”前科7犯、借金50億。村西とおるの半生をドラマ化。攻めるNetflix”
製作期間は異例の2年半。AVの帝王「村西とおる」=山田孝之
2019年8月8日、Netflixで世界配信。前科7犯、抱えた借金50億。「昭和最後のエロ事師」アダルトビデオの帝王「村西とおる」の半生を虚実交えて描いた作品です。村西とおる役に山田孝之さん。村西とおるさんに似すぎです。似すぎています。 企画の段階から、山田孝之さん自身が参加し、Netflixの大ヒット作「ナルコス」の脚本家を招いてワークショップなどを行い、制作チームと 俳優陣がじっくり時間(2年半)をかけて作り上げた渾身のドラマです。
セールスマン村西
最初の舞台は北海道。英会話教材のセールスマンの仕事をしている村西とおるは、客に教材を売ることが中々出来ず成績はさっぱり。鬱屈した生活を送っていました。

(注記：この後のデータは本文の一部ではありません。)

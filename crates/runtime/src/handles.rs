//! Opaque handles for browser-resident objects.
//!
//! A [`HandleTable`] hands out string ids for live objects so they can be
//! referenced across the process boundary as `{"value": "<id>"}` without
//! exposing the objects themselves. Every stored object is wrapped in a
//! [`KnownElement`] that derefs to the wrapped object and answers the
//! identity query ([`RemoteObject::handle_id`]) with its own id.
//!
//! The table is not synchronized. Its owner serializes access; a session
//! only touches it while its single outstanding command is being handled.

use std::collections::HashMap;
use std::fmt;
use std::ops::Deref;
use std::sync::Arc;

use downcast_rs::{DowncastSync, impl_downcast};
use tracing::trace;
use webrc_protocol::ElementRef;

use crate::error::{Error, Result};

/// A live object owned by the agent's environment.
pub trait RemoteObject: DowncastSync + fmt::Debug {
	/// Id under which this object is known, if it is a handle.
	fn handle_id(&self) -> Option<&str> {
		None
	}

	/// True once the browser-side object behind this reference is gone.
	fn is_stale(&self) -> bool {
		false
	}

	/// Identity comparison with another object. Defaults to address equality.
	fn same_as(&self, other: &dyn RemoteObject) -> bool {
		std::ptr::addr_eq(self, other)
	}
}
impl_downcast!(sync RemoteObject);

/// An object stored in a [`HandleTable`], together with its id.
#[derive(Clone)]
pub struct KnownElement {
	id: Arc<str>,
	inner: Arc<dyn RemoteObject>,
}

impl KnownElement {
	pub fn id(&self) -> &str {
		&self.id
	}

	pub fn to_ref(&self) -> ElementRef {
		ElementRef::new(self.id.as_ref())
	}

	/// The wrapped object.
	pub fn wrapped(&self) -> &Arc<dyn RemoteObject> {
		&self.inner
	}

	/// The wrapped object as a concrete type.
	pub fn downcast<T: RemoteObject>(&self) -> Option<Arc<T>> {
		Arc::clone(&self.inner).downcast_arc::<T>().ok()
	}
}

impl Deref for KnownElement {
	type Target = dyn RemoteObject;

	fn deref(&self) -> &Self::Target {
		self.inner.as_ref()
	}
}

impl RemoteObject for KnownElement {
	fn handle_id(&self) -> Option<&str> {
		Some(&self.id)
	}

	fn is_stale(&self) -> bool {
		self.inner.is_stale()
	}

	fn same_as(&self, other: &dyn RemoteObject) -> bool {
		self.inner.same_as(other)
	}
}

impl fmt::Debug for KnownElement {
	fn fmt(&self, f: &mut fmt::Formatter<'_>) -> fmt::Result {
		f.debug_struct("KnownElement")
			.field("id", &self.id)
			.field("inner", &self.inner)
			.finish()
	}
}

/// Strips a [`KnownElement`] wrapper, returning any other object unchanged.
pub fn unwrap_object(object: &Arc<dyn RemoteObject>) -> Arc<dyn RemoteObject> {
	match object.downcast_ref::<KnownElement>() {
		Some(known) => Arc::clone(&known.inner),
		None => Arc::clone(object),
	}
}

/// Per-session id allocator and lookup map for remote objects.
pub struct HandleTable {
	elements: HashMap<String, KnownElement>,
	next_id: u64,
}

impl Default for HandleTable {
	fn default() -> Self {
		Self::new()
	}
}

impl HandleTable {
	pub fn new() -> Self {
		Self::with_base(0)
	}

	/// Table whose first issued id is `base`.
	pub fn with_base(base: u64) -> Self {
		Self {
			elements: HashMap::new(),
			next_id: base,
		}
	}

	/// Stores `object` under the next id and returns a reference to it.
	pub fn add(&mut self, object: Arc<dyn RemoteObject>) -> ElementRef {
		let id = self.next_id.to_string();
		self.next_id += 1;

		let known = KnownElement {
			id: Arc::from(id.as_str()),
			inner: unwrap_object(&object),
		};
		trace!(target = "webrc.handles", id = %id, "element registered");
		self.elements.insert(id.clone(), known);
		ElementRef::new(id)
	}

	/// Looks up a live handle.
	///
	/// Unknown or invalidated ids are [`Error::NoSuchElement`]; a handle
	/// whose backing object went away is [`Error::StaleElementReference`].
	pub fn get(&self, id: &str) -> Result<KnownElement> {
		let known = self
			.elements
			.get(id)
			.ok_or_else(|| Error::NoSuchElement { id: id.to_string() })?;
		if known.is_stale() {
			return Err(Error::StaleElementReference { id: id.to_string() });
		}
		Ok(known.clone())
	}

	pub fn resolve(&self, reference: &ElementRef) -> Result<KnownElement> {
		self.get(&reference.id)
	}

	/// Invalidates `id`; later lookups report not-found.
	pub fn remove(&mut self, id: &str) -> Option<KnownElement> {
		self.elements.remove(id)
	}

	/// Compares the objects behind two handles, unwrapping both sides.
	pub fn elements_equal(&self, id: &str, other_id: &str) -> Result<bool> {
		let one = unwrap_object(self.get(id)?.wrapped());
		let two = unwrap_object(self.get(other_id)?.wrapped());
		Ok(one.same_as(two.as_ref()))
	}

	pub fn len(&self) -> usize {
		self.elements.len()
	}

	pub fn is_empty(&self) -> bool {
		self.elements.is_empty()
	}
}

impl fmt::Debug for HandleTable {
	fn fmt(&self, f: &mut fmt::Formatter<'_>) -> fmt::Result {
		f.debug_struct("HandleTable")
			.field("len", &self.elements.len())
			.field("next_id", &self.next_id)
			.finish()
	}
}

#[cfg(test)]
mod tests {
	use std::sync::atomic::{AtomicBool, Ordering};

	use super::*;

	#[derive(Debug, Default)]
	struct FakeElement {
		name: String,
		detached: AtomicBool,
	}

	impl FakeElement {
		fn named(name: &str) -> Arc<Self> {
			Arc::new(Self {
				name: name.to_string(),
				..Default::default()
			})
		}
	}

	impl RemoteObject for FakeElement {
		fn is_stale(&self) -> bool {
			self.detached.load(Ordering::SeqCst)
		}
	}

	#[test]
	fn test_ids_strictly_increase() {
		let mut table = HandleTable::new();
		let ids: Vec<u64> = (0..5)
			.map(|i| table.add(FakeElement::named(&i.to_string())).id.parse().unwrap())
			.collect();
		assert_eq!(ids, vec![0, 1, 2, 3, 4]);
		assert_eq!(table.len(), 5);
	}

	#[test]
	fn test_base_value() {
		let mut table = HandleTable::with_base(100);
		assert_eq!(table.add(FakeElement::named("a")).id, "100");
		assert_eq!(table.add(FakeElement::named("b")).id, "101");
	}

	#[test]
	fn test_get_forwards_to_wrapped_object() {
		let mut table = HandleTable::new();
		let element = FakeElement::named("button");
		let reference = table.add(element.clone());

		let known = table.resolve(&reference).unwrap();
		assert_eq!(known.id(), reference.id);
		assert_eq!(known.handle_id(), Some(reference.id.as_str()));
		assert_eq!(known.downcast::<FakeElement>().unwrap().name, "button");
		assert!(Arc::ptr_eq(&known.downcast::<FakeElement>().unwrap(), &element));
	}

	#[test]
	fn test_plain_object_has_no_handle_id() {
		let element = FakeElement::named("x");
		assert_eq!(element.handle_id(), None);
	}

	#[test]
	fn test_unknown_and_removed_ids_are_not_found() {
		let mut table = HandleTable::new();
		assert!(matches!(table.get("0"), Err(Error::NoSuchElement { .. })));

		let reference = table.add(FakeElement::named("gone"));
		table.remove(&reference.id);
		assert!(matches!(table.get(&reference.id), Err(Error::NoSuchElement { .. })));

		// ids are not reused after removal
		assert_eq!(table.add(FakeElement::named("next")).id, "1");
	}

	#[test]
	fn test_detached_object_is_stale() {
		let mut table = HandleTable::new();
		let element = FakeElement::named("detached");
		let reference = table.add(element.clone());

		element.detached.store(true, Ordering::SeqCst);
		let err = table.resolve(&reference).unwrap_err();
		assert!(err.is_stale(), "expected stale reference, got {err:?}");
	}

	#[test]
	fn test_element_equality_unwraps_both_sides() {
		let mut table = HandleTable::new();
		let element = FakeElement::named("same");
		let first = table.add(element.clone());
		let second = table.add(element.clone());
		let other = table.add(FakeElement::named("other"));

		assert!(table.elements_equal(&first.id, &second.id).unwrap());
		assert!(!table.elements_equal(&first.id, &other.id).unwrap());
		assert!(table.elements_equal(&first.id, "99").is_err());
	}

	#[test]
	fn test_re_adding_a_handle_does_not_double_wrap() {
		let mut table = HandleTable::new();
		let first = table.add(FakeElement::named("inner"));
		let known: Arc<dyn RemoteObject> = Arc::new(table.get(&first.id).unwrap());
		let second = table.add(known);

		let rewrapped = table.get(&second.id).unwrap();
		assert!(rewrapped.wrapped().downcast_ref::<KnownElement>().is_none());
		assert!(table.elements_equal(&first.id, &second.id).unwrap());
	}
}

ある時上司から、会社のNo.1営業マン小野(板尾創路)につきそって営業を学んでこい!とはっぱをかけられ、2人で行動することになりました。 小野のセールストークは、まず相手を褒めて褒めて褒めまくれ!そこに最高の決め文句をぶつけろ!とにかく褒める。英語を使えと言われ、英語を使って営業します。

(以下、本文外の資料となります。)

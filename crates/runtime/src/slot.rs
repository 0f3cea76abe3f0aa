//! Capacity-one handshake cell.
//!
//! One side [`offer`](CommandSlot::offer)s a value, the other
//! [`poll`](CommandSlot::poll_with_timeout)s for it with a bounded wait.
//! The state lives under a [`parking_lot::Mutex`] that is never held across
//! an await, so the same task can offer and then poll without deadlocking
//! against itself. Waiters register on a [`Notify`] before checking the
//! state to prevent lost wakeups.
//!
//! Closing a slot injects its poison value: the slot is emptied and every
//! later poll returns the poison immediately, while every offer fails.

use std::fmt;
use std::time::Duration;

use parking_lot::Mutex;
use tokio::sync::Notify;
use tokio::time::Instant;
use tracing::{debug, trace};

struct SlotState<T> {
	value: Option<T>,
	poisoned: bool,
}

/// Single-entry slot with bounded wait and a poison value for teardown.
pub struct CommandSlot<T> {
	name: &'static str,
	state: Mutex<SlotState<T>>,
	changed: Notify,
	poison: T,
}

impl<T> CommandSlot<T>
where
	T: Clone + PartialEq + fmt::Debug,
{
	pub fn new(name: &'static str, poison: T) -> Self {
		Self {
			name,
			state: Mutex::new(SlotState {
				value: None,
				poisoned: false,
			}),
			changed: Notify::new(),
			poison,
		}
	}

	/// Stores `value` if the slot is empty. Never blocks, never overwrites.
	pub fn offer(&self, value: T) -> bool {
		let mut state = self.state.lock();
		if state.poisoned {
			debug!(target = "webrc.slot", slot = self.name, ?value, "offer refused, slot poisoned");
			return false;
		}
		if state.value.is_some() {
			debug!(target = "webrc.slot", slot = self.name, ?value, "offer refused, slot full");
			return false;
		}
		trace!(target = "webrc.slot", slot = self.name, ?value, "value offered");
		state.value = Some(value);
		drop(state);

		self.changed.notify_waiters();
		true
	}

	/// Takes the pending value, waiting up to `timeout` for one to arrive.
	///
	/// Returns immediately when a value is already present. A zero timeout
	/// only checks. Returns `None` once the deadline passes.
	pub async fn poll_with_timeout(&self, timeout: Duration) -> Option<T> {
		if let Some(value) = self.try_take() {
			trace!(target = "webrc.slot", slot = self.name, "value was waiting");
			return Some(value);
		}
		if timeout.is_zero() {
			return None;
		}

		let deadline = Instant::now() + timeout;
		loop {
			let notified = self.changed.notified();

			if let Some(value) = self.try_take() {
				return Some(value);
			}

			let remaining = deadline.saturating_duration_since(Instant::now());
			if remaining.is_zero() {
				debug!(target = "webrc.slot", slot = self.name, ?timeout, "poll timed out");
				return None;
			}

			tokio::select! {
				biased;
				_ = notified => {}
				_ = tokio::time::sleep(remaining) => {}
			}
		}
	}

	/// Pending value (or the poison), without consuming it.
	pub fn peek(&self) -> Option<T> {
		let state = self.state.lock();
		if state.poisoned {
			return Some(self.poison.clone());
		}
		state.value.clone()
	}

	pub fn is_empty(&self) -> bool {
		let state = self.state.lock();
		!state.poisoned && state.value.is_none()
	}

	/// Empties the slot and makes every later poll return the poison.
	///
	/// Wakes all current waiters.
	pub fn clear_and_inject_poison(&self) {
		let mut state = self.state.lock();
		if let Some(discarded) = state.value.take() {
			debug!(target = "webrc.slot", slot = self.name, ?discarded, "discarding pending value");
		}
		state.poisoned = true;
		drop(state);

		debug!(target = "webrc.slot", slot = self.name, "poison injected");
		self.changed.notify_waiters();
	}

	pub fn is_poison(&self, value: &T) -> bool {
		*value == self.poison
	}

	pub fn is_poisoned(&self) -> bool {
		self.state.lock().poisoned
	}

	/// Takes the pending value (or the poison) without waiting.
	pub fn try_take(&self) -> Option<T> {
		let mut state = self.state.lock();
		if state.poisoned {
			return Some(self.poison.clone());
		}
		state.value.take()
	}
}

impl<T: fmt::Debug> fmt::Debug for CommandSlot<T> {
	fn fmt(&self, f: &mut fmt::Formatter<'_>) -> fmt::Result {
		let state = self.state.lock();
		f.debug_struct("CommandSlot")
			.field("name", &self.name)
			.field("value", &state.value)
			.field("poisoned", &state.poisoned)
			.finish()
	}
}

何件か営業で回った後、立派な家に営業に行きます。そこは、極道(吉田鋼太郎)の家で、村西は脅されますが、小野の教えを守り、巧みな話術で極道の契約を勝ち取りました。そこから自信がつき色々な客層に応じて素晴らしいトークを披露し、No.1営業マンの座を 奪います。仕事が順調なある日突然、会社の金が無くなります。小野が持ち逃げしたのです。金が支払われなくなり、人生は暗転。 追い打ちをかけるかのように、家に早めに帰ると妻がなんと浮気していました。
1〜4話のあらすじ:村西とおるエロの世界へ
「あなたでイッたことがないのよ。」妻にそんなことを言われます。村西とおるの大きな挫折です。しかし、このセリフがエロの世界に村西を導いて行くことになります。 妻と子供が出ていき、1人寂しく飲んでいるとチンピラ風の男トシと出会います。トシは裏の世界の住人で、ラブホテルのカップルの音を盗聴して、 カセットテープにおこして、売りつける商売をしていました。その現場を見て、聞いて、村西は衝撃をうけます。 これを、仕事にと得意のセールストークでエログッズショップにカセットを売ることに成功しますが、さらに、衝撃を受ける商品が!

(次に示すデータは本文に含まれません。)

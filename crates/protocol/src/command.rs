//! Commands flowing from callers to the polling agent.

use std::fmt;

use serde::{Deserialize, Serialize};
use serde_json::Value;
use url::form_urlencoded;

use crate::session::SessionId;

/// Verb of the no-op returned to an agent when nothing is pending.
pub const RETRY_VERB: &str = "retryLast";

/// Verb delivered to an agent once its session has been closed.
pub const CLOSE_VERB: &str = "testComplete";

/// A command addressed to one session's agent.
///
/// Immutable once constructed; consumed at most once by the agent.
#[derive(Debug, Clone, PartialEq, Serialize, Deserialize)]
#[serde(rename_all = "camelCase")]
pub struct RemoteCommand {
	pub session_id: SessionId,
	pub verb: String,
	#[serde(default)]
	pub args: Vec<Value>,
}

impl RemoteCommand {
	pub fn new(session_id: SessionId, verb: impl Into<String>, args: Vec<Value>) -> Self {
		Self {
			session_id,
			verb: verb.into(),
			args,
		}
	}

	/// The "poll again" no-op.
	pub fn retry(session_id: SessionId) -> Self {
		Self::new(session_id, RETRY_VERB, Vec::new())
	}

	/// The terminal command an agent receives after its session closed.
	pub fn close(session_id: SessionId) -> Self {
		Self::new(session_id, CLOSE_VERB, Vec::new())
	}

	pub fn is_retry(&self) -> bool {
		self.verb == RETRY_VERB
	}

	pub fn is_close(&self) -> bool {
		self.verb == CLOSE_VERB
	}

	/// Renders the agent-facing query form `cmd=<verb>&1=<arg>&2=<arg>`.
	///
	/// Text arguments are used verbatim, everything else as JSON text.
	pub fn to_query_string(&self) -> String {
		let mut out = String::from("cmd=");
		out.extend(form_urlencoded::byte_serialize(self.verb.as_bytes()));
		for (i, arg) in self.args.iter().enumerate() {
			let text = match arg {
				Value::String(s) => s.clone(),
				other => other.to_string(),
			};
			out.push('&');
			out.push_str(&(i + 1).to_string());
			out.push('=');
			out.extend(form_urlencoded::byte_serialize(text.as_bytes()));
		}
		out
	}

	/// Parses a table row of the form `|verb|target|value|`.
	pub fn parse_wiki_line(session_id: SessionId, line: &str) -> Result<Self, String> {
		let trimmed = line.trim();
		let inner = trimmed
			.strip_prefix('|')
			.and_then(|rest| rest.strip_suffix('|'))
			.ok_or_else(|| format!("Cannot parse invalid line: {line}"))?;

		let cells: Vec<&str> = inner.split('|').collect();
		if cells.len() != 3 {
			return Err(format!("Cannot parse invalid line: {line} ({} cells)", cells.len()));
		}

		Ok(Self::new(
			session_id,
			cells[0],
			vec![Value::String(cells[1].to_string()), Value::String(cells[2].to_string())],
		))
	}
}

impl fmt::Display for RemoteCommand {
	fn fmt(&self, f: &mut fmt::Formatter<'_>) -> fmt::Result {
		write!(f, "[{}]: {}", self.session_id, self.to_query_string())
	}
}

/// Agent request for the next command of a session.
#[derive(Debug, Clone, PartialEq, Serialize, Deserialize)]
#[serde(rename_all = "camelCase")]
pub struct AgentPoll {
	pub session_id: SessionId,
}

/// Agent post carrying the result of the command it last received.
#[derive(Debug, Clone, PartialEq, Serialize, Deserialize)]
#[serde(rename_all = "camelCase")]
pub struct AgentPost {
	pub session_id: SessionId,
	#[serde(default)]
	pub result: Value,
}

#[cfg(test)]
mod tests {
	use serde_json::json;

	use super::*;

	#[test]
	fn test_command_wire_shape() {
		let cmd = RemoteCommand::new(SessionId::new("S1"), "click", vec![json!("id=42")]);
		let wire = serde_json::to_value(&cmd).unwrap();
		assert_eq!(wire, json!({"sessionId": "S1", "verb": "click", "args": ["id=42"]}));
	}

	#[test]
	fn test_command_ignores_unknown_fields() {
		let cmd: RemoteCommand =
			serde_json::from_str(r#"{"sessionId":"S1","verb":"open","context":"foo"}"#).unwrap();
		assert_eq!(cmd.verb, "open");
		assert!(cmd.args.is_empty());
	}

	#[test]
	fn test_query_string_encodes_args() {
		let cmd = RemoteCommand::new(
			SessionId::new("1"),
			"type",
			vec![json!("name=q"), json!("hello world&more"), json!(3)],
		);
		assert_eq!(cmd.to_query_string(), "cmd=type&1=name%3Dq&2=hello+world%26more&3=3");
	}

	#[test]
	fn test_parse_wiki_line() {
		let cmd = RemoteCommand::parse_wiki_line(SessionId::new("1"), "|open|blah.html||").unwrap();
		assert_eq!(cmd.verb, "open");
		assert_eq!(cmd.args, vec![json!("blah.html"), json!("")]);

		assert!(RemoteCommand::parse_wiki_line(SessionId::new("1"), "|open|a|").is_err());
		assert!(RemoteCommand::parse_wiki_line(SessionId::new("1"), "open|a|b").is_err());
	}

	#[test]
	fn test_sentinels_are_distinguishable() {
		let id = SessionId::new("1");
		assert!(RemoteCommand::retry(id.clone()).is_retry());
		assert!(RemoteCommand::close(id.clone()).is_close());
		assert!(!RemoteCommand::new(id, "click", vec![]).is_retry());
	}
}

それは、ビニ本をよばれるビニールに包まれたエロ写真集で、中を開けるまでどんな写真が入ってるか分からない本でした。これが、よく売れていたのです。 村西とビニ本。これからおこる性革命の最初の出会いが第1話で描かれます。
第2話以降は、ビニ本制作にのりだした村西。ビニ本の販売で大成功し、飛ぶ鳥を落とす勢いの村西グループに業界大手のポセイドン企画:池沢社長(石橋凌)が立ちはだかります。 池沢と裏で内通している刑事の武井(リリー・フランキー)に、裏本の販売で逮捕されます。シャバにでてくると、本の時代から映像の時代に変わっていて すぐに、アダルトビデオの制作に乗り出す村西たち。アダルトビデオの黎明期の村西VS池沢の暗闘が東京の歌舞伎町を舞台に3話、4話と描かれています。
Netflix流ドラマ制作術と制作チームの熱
前半4話を観て、セットの豪華さに驚きました。制作に約2年半掛けて通常のドラマ制作期間では考えれられない時間をかけて、 多額の制作資金も投入しているそうです。1980年代の札幌や歌舞伎町もすごく細かいところまで再現されているそうで、当時の空気感も伝わってきます。俳優陣も主演の山田孝之さんはもちろんの事、トシ役の満島真之介さん。編集プロダクションの社長の川田役の玉山鉄二さんも抜群です。村西と川田の出会いのシーンが衝撃的で、村西の才能に惚れて、村西についていく決心をする川田の表情がすごく印象に残っています。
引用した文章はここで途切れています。